> _Your assignment_
Set down all the records below, word for word.

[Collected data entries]

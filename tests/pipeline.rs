//! Tests for the five-stage pipeline

use flexfx_dsp::pipeline::*;
use flexfx_dsp::property::{Mailbox, Property};

/// Passes slot 0 through, counts visited stages in slot 1 and records the
/// property id each stage saw in slots 2..7.
#[derive(Debug, Clone, Default)]
struct StageRecorder {
    mixer_properties: Vec<u32>,
}

impl StageRecorder {
    fn visit(frame: &mut Frame, stage: usize, property: &Property) {
        frame[1] += 1;
        frame[2 + stage] = property.id as i32;
    }
}

impl Effect for StageRecorder {
    fn mixer(&mut self, io: MixerIo<'_>, property: &Property) {
        if !property.is_empty() {
            self.mixer_properties.push(property.id);
        }
        io.dsp_input[0] = io.adc_output[0];
        io.usb_input.copy_from_slice(io.dsp_output);
        io.dac_input[0] = io.dsp_output[0].wrapping_add(io.usb_output[0]);
    }

    fn stage1(&mut self, frame: &mut Frame, property: &Property) {
        Self::visit(frame, 0, property);
    }

    fn stage2(&mut self, frame: &mut Frame, property: &Property) {
        Self::visit(frame, 1, property);
    }

    fn stage3(&mut self, frame: &mut Frame, property: &Property) {
        Self::visit(frame, 2, property);
    }

    fn stage4(&mut self, frame: &mut Frame, property: &Property) {
        Self::visit(frame, 3, property);
    }

    fn stage5(&mut self, frame: &mut Frame, property: &Property) {
        Self::visit(frame, 4, property);
    }
}

fn adc(value: i32) -> Frame {
    let mut frame = [0; FRAME_SIZE];
    frame[0] = value;
    frame
}

#[test]
fn latency_is_five_ticks() {
    let mailbox = Mailbox::new();
    let mut pipeline = Pipeline::new(Box::new(StageRecorder::default()));
    let silence = [0; FRAME_SIZE];

    let outputs: Vec<DeviceOutput> = (0..20)
        .map(|t| pipeline.tick(&mailbox, &silence, &adc(100 + t)))
        .collect();

    for (t, output) in outputs.iter().enumerate() {
        if t < LATENCY {
            assert_eq!(output.usb_input[0], 0, "tick {t}");
            assert_eq!(output.usb_input[1], 0, "tick {t}");
        } else {
            assert_eq!(output.usb_input[0], 100 + (t - LATENCY) as i32, "tick {t}");
            assert_eq!(output.usb_input[1], STAGE_COUNT as i32, "tick {t}");
        }
    }
    assert_eq!(pipeline.ticks(), 20);
}

#[test]
fn property_travels_with_its_frame() {
    let mailbox = Mailbox::new();
    let mut pipeline = Pipeline::new(Box::new(StageRecorder::default()));
    let silence = [0; FRAME_SIZE];

    pipeline.tick(&mailbox, &silence, &silence);
    mailbox.post(&Property::new(0x42, [0; 5]));
    let mut outputs = Vec::new();
    for _ in 0..10 {
        outputs.push(pipeline.tick(&mailbox, &silence, &silence));
    }

    // Posted before tick 1, so the frame carrying it reaches the mixer on tick 6.
    for (n, output) in outputs.iter().enumerate() {
        let seen = &output.usb_input[2..7];
        if n == LATENCY {
            assert_eq!(seen, &[0x42; 5]);
        } else {
            assert_eq!(seen, &[0; 5], "output {n}");
        }
    }
    assert_eq!(pipeline.effect().mixer_properties, vec![0x42]);
    assert!(!mailbox.is_pending());
}

#[test]
fn deterministic() {
    let run = || {
        let mailbox = Mailbox::new();
        let mut pipeline = Pipeline::new(Box::new(StageRecorder::default()));
        (0..50)
            .map(|t| {
                if t % 7 == 0 {
                    mailbox.post(&Property::new(t as u32 + 1, [t; 5]));
                }
                pipeline.tick(&mailbox, &adc(t * 3), &adc(t * 11))
            })
            .collect::<Vec<_>>()
    };

    assert_eq!(run(), run());
}

#[test]
fn flush_drops_frames_in_flight() {
    let mailbox = Mailbox::new();
    let mut pipeline = Pipeline::new(Box::new(StageRecorder::default()));
    let silence = [0; FRAME_SIZE];

    for t in 0..3 {
        pipeline.tick(&mailbox, &silence, &adc(7 + t));
    }
    pipeline.flush();

    for _ in 0..LATENCY {
        let output = pipeline.tick(&mailbox, &silence, &silence);
        assert_eq!(output.usb_input[0], 0);
    }
}

#[test]
fn cloned_pipeline_continues_identically() {
    let mailbox = Mailbox::new();
    let effect: Box<dyn Effect> = Box::new(StageRecorder::default());
    let mut pipeline = Pipeline::new(effect);
    let silence = [0; FRAME_SIZE];

    for t in 0..4 {
        pipeline.tick(&mailbox, &silence, &adc(t));
    }
    let mut copy = pipeline.clone();

    for t in 0..10 {
        let a = pipeline.tick(&mailbox, &silence, &adc(t));
        let b = copy.tick(&mailbox, &silence, &adc(t));
        assert_eq!(a, b);
    }
}

#[test]
fn usb_is_mixed_by_the_effect() {
    let mailbox = Mailbox::new();
    let mut pipeline = Pipeline::new(Box::new(StageRecorder::default()));
    let usb = adc(1234);

    let output = pipeline.tick(&mailbox, &usb, &[0; FRAME_SIZE]);
    assert_eq!(output.dac_input[0], 1234);
}

/// Counts control ticks and forwards host properties to the pipeline.
#[derive(Default)]
struct Relay {
    calls: u32,
}

impl Control for Relay {
    fn control(&mut self, rcv: &Property, snd: &mut Property, dsp: &mut Property) {
        self.calls += 1;
        *snd = Property::new(0x100, [self.calls as i32, 0, 0, 0, 0]);
        if !rcv.is_empty() {
            *dsp = *rcv;
        }
    }
}

#[test]
fn device_runs_control_at_one_khz() {
    let mut device = Device::new(Box::new(Relay::default()), Box::new(StageRecorder::default()), 48000);
    device.initialize();
    let silence = [0; FRAME_SIZE];

    device.tick(&silence, &silence);
    assert_eq!(device.receive().data[0], 1);
    assert!(device.receive().is_empty());

    for _ in 1..48 {
        device.tick(&silence, &silence);
    }
    assert!(device.receive().is_empty());

    device.send(&Property::new(0x77, [1, 2, 3, 4, 5]));
    device.tick(&silence, &silence);
    assert_eq!(device.receive().data[0], 2);

    // The forwarded property reaches the mixer on the same tick.
    assert_eq!(device.pipeline().effect().mixer_properties, vec![0x77]);
    assert_eq!(device.pipeline().ticks(), 49);
}

#[test]
fn control_tick_returns_reply() {
    let mut device = Device::new(Box::new(Relay::default()), Box::new(StageRecorder::default()), 192000);

    let reply = device.control_tick(&Property::EMPTY);
    assert_eq!(reply.id, 0x100);
    assert!(device.receive().is_empty());
}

> _Written answer_
filename tests/pipeline.rs
//! Tests for the five-stage pipeline

use flexfx_dsp::pipeline::*;
use flexfx_dsp::property::{Mailbox, Property};

/// Passes slot 0 through, counts visited stages in slot 1 and records the
/// property id each stage saw in slots 2..7.
#[derive(Debug, Clone, Default)]
struct StageRecorder {
    mixer_properties: Vec<u32>,
}

impl StageRecorder {
    fn visit(frame: &mut Frame, stage: usize, property: &Property) {
        frame[1] += 1;
        frame[2 + stage] = property.id as i32;
    }
}

impl Effect for StageRecorder {
    fn mixer(&mut self, io: MixerIo<'_>, property: &Property) {
        if !property.is_empty() {
            self.mixer_properties.push(property.id);
        }
        io.dsp_input[0] = io.adc_output[0];
        io.usb_input.copy_from_slice(io.dsp_output);
        io.dac_input[0] = io.dsp_output[0].wrapping_add(io.usb_output[0]);
    }

    fn stage1(&mut self, frame: &mut Frame, property: &Property) {
        Self::visit(frame, 0, property);
    }

    fn stage2(&mut self, frame: &mut Frame, property: &Property) {
        Self::visit(frame, 1, property);
    }

    fn stage3(&mut self, frame: &mut Frame, property: &Property) {
        Self::visit(frame, 2, property);
    }

    fn stage4(&mut self, frame: &mut Frame, property: &Property) {
        Self::visit(frame, 3, property);
    }

    fn stage5(&mut self, frame: &mut Frame, property: &Property) {
        Self::visit(frame, 4, property);
    }
}

fn adc(value: i32) -> Frame {
    let mut frame = [0; FRAME_SIZE];
    frame[0] = value;
    frame
}

#[test]
fn latency_is_five_ticks() {
    let mailbox = Mailbox::new();
    let mut pipeline = Pipeline::new(Box::new(StageRecorder::default()));
    let silence = [0; FRAME_SIZE];

    let outputs: Vec<DeviceOutput> = (0..20)
        .map(|t| pipeline.tick(&mailbox, &silence, &adc(100 + t)))
        .collect();

    for (t, output) in outputs.iter().enumerate() {
        if t < LATENCY {
            assert_eq!(output.usb_input[0], 0, "tick {t}");
            assert_eq!(output.usb_input[1], 0, "tick {t}");
        } else {
            assert_eq!(output.usb_input[0], 100 + (t - LATENCY) as i32, "tick {t}");
            assert_eq!(output.usb_input[1], STAGE_COUNT as i32, "tick {t}");
        }
    }
    assert_eq!(pipeline.ticks(), 20);
}

#[test]
fn property_travels_with_its_frame() {
    let mailbox = Mailbox::new();
    let mut pipeline = Pipeline::new(Box::new(StageRecorder::default()));
    let silence = [0; FRAME_SIZE];

    pipeline.tick(&mailbox, &silence, &silence);
    mailbox.post(&Property::new(0x42, [0; 5]));
    let mut outputs = Vec::new();
    for _ in 0..10 {
        outputs.push(pipeline.tick(&mailbox, &silence, &silence));
    }

    // Posted before tick 1, so the frame carrying it reaches the mixer on tick 6.
    for (n, output) in outputs.iter().enumerate() {
        let seen = &output.usb_input[2..7];
        if n == LATENCY {
            assert_eq!(seen, &[0x42; 5]);
        } else {
            assert_eq!(seen, &[0; 5], "output {n}");
        }
    }
    assert_eq!(pipeline.effect().mixer_properties, vec![0x42]);
    assert!(!mailbox.is_pending());
}

#[test]
fn deterministic() {
    let run = || {
        let mailbox = Mailbox::new();
        let mut pipeline = Pipeline::new(Box::new(StageRecorder::default()));
        (0..50)
            .map(|t| {
                if t % 7 == 0 {
                    mailbox.post(&Property::new(t as u32 + 1, [t; 5]));
                }
                pipeline.tick(&mailbox, &adc(t * 3), &adc(t * 11))
            })
            .collect::<Vec<_>>()
    };

    assert_eq!(run(), run());
}

#[test]
fn flush_drops_frames_in_flight() {
    let mailbox = Mailbox::new();
    let mut pipeline = Pipeline::new(Box::new(StageRecorder::default()));
    let silence = [0; FRAME_SIZE];

    for t in 0..3 {
        pipeline.tick(&mailbox, &silence, &adc(7 + t));
    }
    pipeline.flush();

    for _ in 0..LATENCY {
        let output = pipeline.tick(&mailbox, &silence, &silence);
        assert_eq!(output.usb_input[0], 0);
    }
}

#[test]
fn cloned_pipeline_continues_identically() {
    let mailbox = Mailbox::new();
    let effect: Box<dyn Effect> = Box::new(StageRecorder::default());
    let mut pipeline = Pipeline::new(effect);
    let silence = [0; FRAME_SIZE];

    for t in 0..4 {
        pipeline.tick(&mailbox, &silence, &adc(t));
    }
    let mut copy = pipeline.clone();

    for t in 0..10 {
        let a = pipeline.tick(&mailbox, &silence, &adc(t));
        let b = copy.tick(&mailbox, &silence, &adc(t));
        assert_eq!(a, b);
    }
}

#[test]
fn usb_is_mixed_by_the_effect() {
    let mailbox = Mailbox::new();
    let mut pipeline = Pipeline::new(Box::new(StageRecorder::default()));
    let usb = adc(1234);

    let output = pipeline.tick(&mailbox, &usb, &[0; FRAME_SIZE]);
    assert_eq!(output.dac_input[0], 1234);
}

/// Counts control ticks and forwards host properties to the pipeline.
#[derive(Default)]
struct Relay {
    calls: u32,
}

impl Control for Relay {
    fn control(&mut self, rcv: &Property, snd: &mut Property, dsp: &mut Property) {
        self.calls += 1;
        *snd = Property::new(0x100, [self.calls as i32, 0, 0, 0, 0]);
        if !rcv.is_empty() {
            *dsp = *rcv;
        }
    }
}

#[test]
fn device_runs_control_at_one_khz() {
    let mut device = Device::new(Box::new(Relay::default()), Box::new(StageRecorder::default()), 48000);
    device.initialize();
    let silence = [0; FRAME_SIZE];

    device.tick(&silence, &silence);
    assert_eq!(device.receive().data[0], 1);
    assert!(device.receive().is_empty());

    for _ in 1..48 {
        device.tick(&silence, &silence);
    }
    assert!(device.receive().is_empty());

    device.send(&Property::new(0x77, [1, 2, 3, 4, 5]));
    device.tick(&silence, &silence);
    assert_eq!(device.receive().data[0], 2);

    // The forwarded property reaches the mixer on the same tick.
    assert_eq!(device.pipeline().effect().mixer_properties, vec![0x77]);
    assert_eq!(device.pipeline().ticks(), 49);
}

#[test]
fn control_tick_returns_reply() {
    let mut device = Device::new(Box::new(Relay::default()), Box::new(StageRecorder::default()), 192000);

    let reply = device.control_tick(&Property::EMPTY);
    assert_eq!(reply.id, 0x100);
    assert!(device.receive().is_empty());
}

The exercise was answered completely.